All variants were trained using identical hyperparameter settings and optimization strategies. The ablation study aims to clarify how each module contributes to overall performance improvements in adaptability prediction, particularly in modeling complex dependencies and heterogeneous educational attributes.

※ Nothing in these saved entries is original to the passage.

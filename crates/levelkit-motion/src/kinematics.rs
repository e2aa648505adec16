//! Kinematics families and strategy selection

use crate::cartesian::ExactCartesianSplitter;
use crate::segmented::FixedLengthSegmenter;
use crate::strategy::StrategyHandle;
use serde::{Deserialize, Serialize};
use std::fmt;
use tracing::debug;

/// Default segments-per-second rate for kinematic machines
pub const DEFAULT_SEGMENTS_PER_SECOND: f32 = 200.0;

/// Different types of machine kinematics
#[derive(Debug, Clone, Copy, Default, PartialEq, Eq, Serialize, Deserialize)]
#[serde(rename_all = "lowercase")]
pub enum KinematicsType {
    /// Independent linear X/Y/Z axes
    #[default]
    Cartesian,
    /// Linear delta (three towers)
    Delta,
    /// Selective compliance arm
    Scara,
    /// Two-cable hanging plotter
    Polargraph,
}

impl KinematicsType {
    /// Whether straight Cartesian lines map to curved joint paths
    pub fn is_kinematic(&self) -> bool {
        !matches!(self, Self::Cartesian)
    }

    /// Shortest segment the fixed-length segmenter will emit, in mm
    pub fn default_min_segment_length(&self) -> f32 {
        match self {
            Self::Cartesian => 1.0,
            Self::Delta | Self::Polargraph => 0.1,
            Self::Scara => 0.25,
        }
    }
}

impl fmt::Display for KinematicsType {
    fn fmt(&self, f: &mut fmt::Formatter<'_>) -> fmt::Result {
        match self {
            Self::Cartesian => write!(f, "cartesian"),
            Self::Delta => write!(f, "delta"),
            Self::Scara => write!(f, "scara"),
            Self::Polargraph => write!(f, "polargraph"),
        }
    }
}

fn default_segments_per_second() -> f32 {
    DEFAULT_SEGMENTS_PER_SECOND
}

/// Motion settings that pick and tune a leveling strategy
#[derive(Debug, Clone, PartialEq, Serialize, Deserialize)]
pub struct MotionConfig {
    /// Machine kinematics
    #[serde(default)]
    pub kinematics: KinematicsType,
    /// Preferred segment rate for kinematic machines
    #[serde(default = "default_segments_per_second")]
    pub segments_per_second: f32,
    /// Leveled segment length for Cartesian machines using the segmenter
    #[serde(default)]
    pub leveled_segment_length: Option<f32>,
    /// Use the fixed-length segmenter even on a Cartesian machine
    #[serde(default)]
    pub segmented: bool,
    /// Attach inverse segment durations (SCARA feed-rate scaling)
    #[serde(default)]
    pub feedrate_scaling: bool,
    /// Constant Z raise for destinations off the mesh, instead of extrapolating
    #[serde(default)]
    pub raise_when_off_mesh: Option<f32>,
}

impl MotionConfig {
    /// Minimum segment length for the configured kinematics
    pub fn min_segment_length(&self) -> f32 {
        match self.kinematics {
            KinematicsType::Cartesian => self
                .leveled_segment_length
                .unwrap_or_else(|| self.kinematics.default_min_segment_length()),
            other => other.default_min_segment_length(),
        }
    }

    /// Whether moves go through the fixed-length segmenter
    pub fn uses_segmenter(&self) -> bool {
        self.segmented || self.kinematics.is_kinematic()
    }
}

impl Default for MotionConfig {
    fn default() -> Self {
        Self {
            kinematics: KinematicsType::default(),
            segments_per_second: DEFAULT_SEGMENTS_PER_SECOND,
            leveled_segment_length: None,
            segmented: false,
            feedrate_scaling: false,
            raise_when_off_mesh: None,
        }
    }
}

/// Factory for the strategy matching a motion configuration
pub fn create_strategy(config: &MotionConfig) -> StrategyHandle {
    if config.uses_segmenter() {
        debug!(
            "Using fixed-length segmenter for {} kinematics ({} mm minimum)",
            config.kinematics,
            config.min_segment_length()
        );
        Box::new(FixedLengthSegmenter::from_config(config))
    } else {
        debug!("Using exact Cartesian splitter");
        Box::new(ExactCartesianSplitter::new().with_raise_when_off_mesh(config.raise_when_off_mesh))
    }
}
//! Error types for the settings crate.
//!
//! This module provides structured error types for loading, validating and
//! saving LevelKit configuration files.

use levelkit_core::{GeometryError, MeshError};
use std::io;
use thiserror::Error;

/// Errors that can occur during settings operations.
#[derive(Error, Debug)]
pub enum SettingsError {
    /// The configuration file could not be loaded.
    #[error("Failed to load settings: {0}")]
    LoadError(String),

    /// The configuration file could not be saved.
    #[error("Failed to save settings: {0}")]
    SaveError(String),

    /// The configuration directory could not be found or created.
    #[error("Config directory error: {0}")]
    ConfigDirectory(String),

    /// I/O error during file operations.
    #[error("I/O error: {0}")]
    IoError(#[from] io::Error),

    /// JSON serialization/deserialization error.
    #[error("JSON error: {0}")]
    JsonError(#[from] serde_json::Error),

    /// TOML deserialization error.
    #[error("TOML error: {0}")]
    TomlError(#[from] toml::de::Error),

    /// TOML serialization error.
    #[error("TOML error: {0}")]
    TomlSerialize(#[from] toml::ser::Error),

    /// A configuration validation error occurred.
    #[error("Config error: {0}")]
    Config(#[from] ConfigError),

    /// The configured mesh is not usable.
    #[error("Mesh error: {0}")]
    Mesh(#[from] MeshError),

    /// The configured fade height or envelope is not usable.
    #[error("Geometry error: {0}")]
    Geometry(#[from] GeometryError),
}

/// Errors related to configuration validation.
#[derive(Error, Debug)]
pub enum ConfigError {
    /// The configuration file format is not supported.
    #[error("Unsupported config format: {0}")]
    UnsupportedFormat(String),

    /// A configuration value is out of valid range.
    #[error("Value out of range for '{key}': {value} (expected {expected})")]
    ValueOutOfRange {
        key: String,
        value: String,
        expected: String,
    },

    /// The stored sample grid does not match the declared mesh size.
    #[error("Mesh shape mismatch: expected {expected}, found {found}")]
    MeshShape { expected: String, found: String },

    /// Platform is not supported for config directory resolution.
    #[error("Unsupported platform: {0}")]
    UnsupportedPlatform(String),
}

impl ConfigError {
    /// Shorthand for a [`ConfigError::ValueOutOfRange`]
    pub fn out_of_range(key: impl Into<String>, value: impl std::fmt::Display, expected: impl Into<String>) -> Self {
        Self::ValueOutOfRange {
            key: key.into(),
            value: value.to_string(),
            expected: expected.into(),
        }
    }
}

/// Result type alias for settings operations.
pub type SettingsResult<T> = Result<T, SettingsError>;

/// Result type alias for configuration operations.
pub type ConfigResult<T> = Result<T, ConfigError>;
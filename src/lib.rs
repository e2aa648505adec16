//! # LevelKit
//!
//! Mesh bed-leveling motion compensation for 3D printers and other
//! Z-sensitive machines. Given a straight toolhead move and a measured grid
//! of bed-height deviations, LevelKit produces Z-corrected sub-moves so the
//! toolhead follows the real bed surface.
//!
//! ## Architecture
//!
//! LevelKit is organized as a workspace with multiple crates:
//!
//! 1. **levelkit-core** - Positions, segments, the bed mesh and its bilinear correction
//! 2. **levelkit-motion** - Exact Cartesian splitting and fixed-length segmentation
//! 3. **levelkit-settings** - TOML/JSON configuration and validation
//! 4. **levelkit** - This crate: re-exports, logging setup and the command-line tool
//!
//! ## Features
//!
//! - **Exact Splitting**: Cartesian moves are cut only where they cross mesh lines
//! - **Fixed-Length Segmentation**: Delta, SCARA and polargraph moves are cut into
//!   short pieces, each corrected by its cell
//! - **Fade**: Correction tapers off linearly up to a configurable height
//! - **Backpressure**: A planner that declines a segment ends the move cleanly

pub mod cli;

pub use levelkit_core::{
    BedEnvelope, BedMesh, CellIndex, Envelope, Error, FadeLeveling, LevelingState, MeshError, MeshGeometry,
    MotionPlanner, MoveOutcome, MoveRequest, Position, RadialEnvelope, Result, Segment, SegmentQueue,
};
pub use levelkit_motion::{
    create_strategy, ExactCartesianSplitter, FixedLengthSegmenter, KinematicsType, LevelingStrategy, MotionConfig,
    MotionContext, StrategyHandle,
};
pub use levelkit_settings::{Config, SettingsError};

/// Library version
pub const VERSION: &str = env!("CARGO_PKG_VERSION");

/// Build date (set at compile time)
pub const BUILD_DATE: &str = env!("BUILD_DATE");

/// Environment variable selecting the log output format (`pretty` or `json`)
pub const LOG_FORMAT_ENV: &str = "LEVELKIT_LOG_FORMAT";

/// Initialize logging with the default configuration
///
/// Sets up structured logging with:
/// - Output on stderr, leaving stdout for emitted G-code
/// - RUST_LOG environment variable support (INFO when unset)
/// - Pretty formatting, or JSON lines when `LEVELKIT_LOG_FORMAT=json`
pub fn init_logging() -> anyhow::Result<()> {
    use tracing_subscriber::fmt;
    use tracing_subscriber::prelude::*;
    use tracing_subscriber::EnvFilter;

    let env_filter = EnvFilter::try_from_default_env().unwrap_or_else(|_| EnvFilter::new("info"));
    let json = std::env::var(LOG_FORMAT_ENV).is_ok_and(|v| v.eq_ignore_ascii_case("json"));

    if json {
        let fmt_layer = fmt::layer()
            .with_writer(std::io::stderr)
            .with_target(true)
            .with_level(true)
            .json();

        tracing_subscriber::registry()
            .with(env_filter)
            .with(fmt_layer)
            .try_init()?;
    } else {
        let fmt_layer = fmt::layer()
            .with_writer(std::io::stderr)
            .with_target(true)
            .with_level(true)
            .with_thread_names(true)
            .with_line_number(true)
            .pretty();

        tracing_subscriber::registry()
            .with(env_filter)
            .with(fmt_layer)
            .try_init()?;
    }

    Ok(())
}
//! Command-line front end
//!
//! Loads a configuration, runs one move through the configured strategy and
//! collects the emitted segments for printing.

use anyhow::Context;
use clap::Parser;
use levelkit_core::{MoveOutcome, MoveRequest, Position, Segment, SegmentQueue};
use levelkit_motion::MotionContext;
use levelkit_settings::Config;
use std::path::{Path, PathBuf};
use tracing::{debug, info};

/// Feed rate when none is given, in mm/s
pub const DEFAULT_FEED_RATE: f32 = 50.0;

/// Run one toolhead move through mesh compensation and print the corrected G1 moves
#[derive(Debug, Clone, PartialEq, Parser)]
#[command(name = "levelkit")]
#[command(about = "Mesh bed-leveling motion compensation", long_about = None)]
#[command(version)]
pub struct MoveArgs {
    /// Config file (defaults to <config dir>/levelkit/levelkit.toml)
    #[arg(short, long)]
    pub config: Option<PathBuf>,

    /// Start X (mm)
    #[arg(allow_negative_numbers = true)]
    pub x0: f32,
    /// Start Y (mm)
    #[arg(allow_negative_numbers = true)]
    pub y0: f32,
    /// Start Z (mm)
    #[arg(allow_negative_numbers = true)]
    pub z0: f32,
    /// Start extruder position (mm)
    #[arg(allow_negative_numbers = true)]
    pub e0: f32,
    /// End X (mm)
    #[arg(allow_negative_numbers = true)]
    pub x1: f32,
    /// End Y (mm)
    #[arg(allow_negative_numbers = true)]
    pub y1: f32,
    /// End Z (mm)
    #[arg(allow_negative_numbers = true)]
    pub z1: f32,
    /// End extruder position (mm)
    #[arg(allow_negative_numbers = true)]
    pub e1: f32,

    /// Feed rate (mm/s)
    #[arg(default_value_t = DEFAULT_FEED_RATE, value_parser = parse_feed_rate)]
    pub feed_rate: f32,
}

impl MoveArgs {
    /// The move described by the positional arguments
    pub fn request(&self) -> MoveRequest {
        MoveRequest::new(
            Position::new(self.x0, self.y0, self.z0, self.e0),
            Position::new(self.x1, self.y1, self.z1, self.e1),
            self.feed_rate,
        )
    }
}

fn parse_feed_rate(arg: &str) -> Result<f32, String> {
    let feed: f32 = arg.parse().map_err(|e| format!("invalid number '{}': {}", arg, e))?;
    if feed > 0.0 && feed.is_finite() {
        Ok(feed)
    } else {
        Err(format!("feed rate must be > 0, got {}", feed))
    }
}

/// Everything one move produced
#[derive(Debug, Clone, PartialEq)]
pub struct MoveReport {
    /// Name of the strategy that ran the move
    pub strategy: String,
    /// How the move ended
    pub outcome: MoveOutcome,
    /// Segments the planner accepted, in order
    pub segments: Vec<Segment>,
}

/// Load the given config file, or the one at the platform default location
pub fn load_config(path: Option<&Path>) -> anyhow::Result<Config> {
    match path {
        Some(path) => {
            Config::load_from_file(path).with_context(|| format!("Loading config {}", path.display()))
        }
        None => {
            let path = Config::default_config_path()?;
            Ok(Config::load_or_default(&path)?)
        }
    }
}

/// Run `request` through the strategy and collaborators described by `config`
pub fn run_move(config: &Config, request: &MoveRequest) -> anyhow::Result<MoveReport> {
    let mesh = config.bed_mesh()?;
    let leveling = config.leveling_state()?;
    let envelope = config.envelope()?;
    let strategy = config.strategy();
    let mut queue = SegmentQueue::new();

    info!(
        "Running {} -> {} with {} strategy ({} of {} mesh points defined)",
        request.start,
        request.end,
        strategy.name(),
        mesh.defined_count(),
        mesh.geometry().sample_count()
    );

    let outcome = {
        let mut ctx = MotionContext::new(&mesh, &leveling, envelope.as_ref(), &mut queue);
        strategy.line_to(request, &mut ctx)
    };
    debug!("Move finished: {:?}", outcome);

    Ok(MoveReport {
        strategy: strategy.name().to_string(),
        outcome,
        segments: queue.drain(),
    })
}
//! Leveling strategy interface
//!
//! A strategy turns one requested move into Z-corrected segments and hands
//! them to the planner. Both implementations share the mesh, the height
//! corrector and the axis normalizer; they differ only in where they cut the
//! line.

use levelkit_core::{
    BedMesh, Envelope, LevelingState, MotionPlanner, MoveOutcome, MoveRequest, Position, Segment,
};
use tracing::debug;

/// Everything a strategy needs besides the move itself
///
/// The mesh and leveling state are borrowed read-only for the whole move;
/// the planner is the only thing a strategy mutates.
pub struct MotionContext<'a> {
    /// Measured bed mesh
    pub mesh: &'a BedMesh,
    /// Leveling on/off and fade policy
    pub leveling: &'a dyn LevelingState,
    /// Kinematic reachability test
    pub envelope: &'a dyn Envelope,
    /// Consumer of finished segments
    pub planner: &'a mut dyn MotionPlanner,
}

impl<'a> MotionContext<'a> {
    /// Bundle the collaborators for one or more moves
    pub fn new(
        mesh: &'a BedMesh,
        leveling: &'a dyn LevelingState,
        envelope: &'a dyn Envelope,
        planner: &'a mut dyn MotionPlanner,
    ) -> Self {
        Self {
            mesh,
            leveling,
            envelope,
            planner,
        }
    }
}

/// Trait for mesh-compensated move strategies
///
/// Implementations run a move to completion on the calling thread, perform
/// no heap allocation, and never fail: a declined segment ends the move early
/// and is reported through [`MoveOutcome::Interrupted`].
pub trait LevelingStrategy: Send + Sync {
    /// Get the name/identifier of this strategy
    fn name(&self) -> &str;

    /// Get a description of how this strategy cuts moves
    fn description(&self) -> &str;

    /// Split `request` into corrected segments and submit them to the planner
    fn line_to(&self, request: &MoveRequest, ctx: &mut MotionContext<'_>) -> MoveOutcome;
}

/// Boxed strategy selected at configuration time
pub type StrategyHandle = Box<dyn LevelingStrategy>;

/// Submits segments for one move and remembers how far the move got
pub(crate) struct SegmentEmitter<'p> {
    planner: &'p mut dyn MotionPlanner,
    feed_rate: f32,
    extruder: u8,
    length: Option<f32>,
    inv_duration: Option<f32>,
    reached: Position,
}

impl<'p> SegmentEmitter<'p> {
    pub(crate) fn new(planner: &'p mut dyn MotionPlanner, request: &MoveRequest) -> Self {
        Self {
            planner,
            feed_rate: request.feed_rate,
            extruder: request.extruder,
            length: None,
            inv_duration: None,
            reached: request.start,
        }
    }

    /// Attach a nominal length and inverse duration to every segment
    pub(crate) fn with_lengths(mut self, length: f32, inv_duration: Option<f32>) -> Self {
        self.length = Some(length);
        self.inv_duration = inv_duration;
        self
    }

    /// Submit `target` raised by `z_correction`; false when the planner declined it
    pub(crate) fn emit(&mut self, target: Position, z_correction: f32) -> bool {
        let segment = Segment::new(target.with_z_offset(z_correction), self.feed_rate, self.extruder)
            .with_length(self.length)
            .with_inv_duration(self.inv_duration);
        if self.planner.buffer_segment(&segment) {
            self.reached = target;
            true
        } else {
            debug!("Planner declined segment to {}, stopping move", segment.target);
            false
        }
    }

    /// Uncorrected position of the last accepted segment
    pub(crate) fn reached(&self) -> Position {
        self.reached
    }

    pub(crate) fn interrupted(&self) -> MoveOutcome {
        MoveOutcome::Interrupted {
            reached: self.reached,
        }
    }
}
//! Error handling for LevelKit
//!
//! Provides error types for the parts of the system that can fail:
//! - Mesh errors (grid construction and sample validation)
//! - Geometry errors (invalid machine envelopes or leveling parameters)
//!
//! The motion core never returns these. Move execution reports its result
//! through `MoveOutcome`; errors only arise while building the long-lived
//! objects a move runs against.
//!
//! All error types use `thiserror` for ergonomic error handling.

use thiserror::Error;

/// Mesh error type
///
/// Represents errors raised while constructing or populating a bed mesh.
#[derive(Error, Debug, Clone, PartialEq)]
pub enum MeshError {
    /// The grid needs at least two sample lines along each axis
    #[error("Mesh must have at least 2x2 points, got {points_x}x{points_y}")]
    TooFewPoints {
        /// Number of sample points along X.
        points_x: usize,
        /// Number of sample points along Y.
        points_y: usize,
    },

    /// Mesh extent is empty or inverted on an axis
    #[error("Invalid mesh extent on {axis}: min {min} must be below max {max}")]
    InvalidExtent {
        /// The offending axis name.
        axis: char,
        /// Lower bound of the extent.
        min: f32,
        /// Upper bound of the extent.
        max: f32,
    },

    /// Sample count does not match the grid dimensions
    #[error("Expected {expected} mesh samples, got {actual}")]
    SampleCountMismatch {
        /// Number of samples required by the grid.
        expected: usize,
        /// Number of samples supplied.
        actual: usize,
    },

    /// A sample index lies outside the grid
    #[error("Mesh index ({ix}, {iy}) out of range for {points_x}x{points_y} grid")]
    IndexOutOfRange {
        /// X index.
        ix: usize,
        /// Y index.
        iy: usize,
        /// Number of sample points along X.
        points_x: usize,
        /// Number of sample points along Y.
        points_y: usize,
    },

    /// A defined sample is infinite or NaN
    #[error("Mesh sample at ({ix}, {iy}) is not finite: {value}")]
    NonFiniteSample {
        /// X index.
        ix: usize,
        /// Y index.
        iy: usize,
        /// The rejected value.
        value: f32,
    },
}

/// Geometry error type
///
/// Represents invalid parameters for the collaborators a move runs against.
#[derive(Error, Debug, Clone, PartialEq)]
pub enum GeometryError {
    /// Fade height must be positive when set
    #[error("Fade height must be > 0, got {height}")]
    InvalidFadeHeight {
        /// The rejected fade height.
        height: f32,
    },

    /// Envelope bounds are empty or inverted
    #[error("Invalid envelope: {reason}")]
    InvalidEnvelope {
        /// Why the envelope was rejected.
        reason: String,
    },
}

/// Main error type for LevelKit
///
/// A unified error type that can represent any error from the core crate.
#[derive(Error, Debug)]
pub enum Error {
    /// Mesh error
    #[error(transparent)]
    Mesh(#[from] MeshError),

    /// Geometry error
    #[error(transparent)]
    Geometry(#[from] GeometryError),
}

impl Error {
    /// Check if this is a mesh error
    pub fn is_mesh_error(&self) -> bool {
        matches!(self, Error::Mesh(_))
    }

    /// Check if this is a geometry error
    pub fn is_geometry_error(&self) -> bool {
        matches!(self, Error::Geometry(_))
    }
}

/// Result type using Error
pub type Result<T> = std::result::Result<T, Error>;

Fusion strategy comparison in the fusion and aggregation module
To further evaluate the effectiveness of the proposed fusion mechanism in TabNSA, we conducted an additional experiment comparing three commonly used feature fusion strategies: element-wise summation, concatenation, and attention-based fusion. While element-wise summation offers computational simplicity and concatenation increases representational capacity, neither explicitly models the relative importance of different feature channels. In contrast, attention-based fusion adaptively reweights features, allowing the network to highlight more informative dimensions before aggregation.
Comparative analysis of attention mechanisms
To further investigate the effectiveness of the NSA module in modeling long-range dependencies, we conducted additional experiments comparing NSA with other widely used attention mechanisms: dot-product attention (Vaswani et al., 2017) and additive attention (Wu et al., 2021). The objective is to examine how each mechanism captures global contextual information and contributes to adaptability prediction across different student groups. For a fair comparison, we replaced the NSA module in the TabNSA architecture with either:
Dot-Product Attention: standard scaled dot-product attention commonly used in transformers.
Additive Attention: a learnable attention mechanism that computes a weighted sum of input features using trainable attention scores.
NSA (baseline): the original sparse attention mechanism proposed in TabNSA.
All models retained the TabMixer module to maintain local feature interaction modeling. Hyperparameters, training schedules, and dataset splits were kept identical across all variants to ensure consistency.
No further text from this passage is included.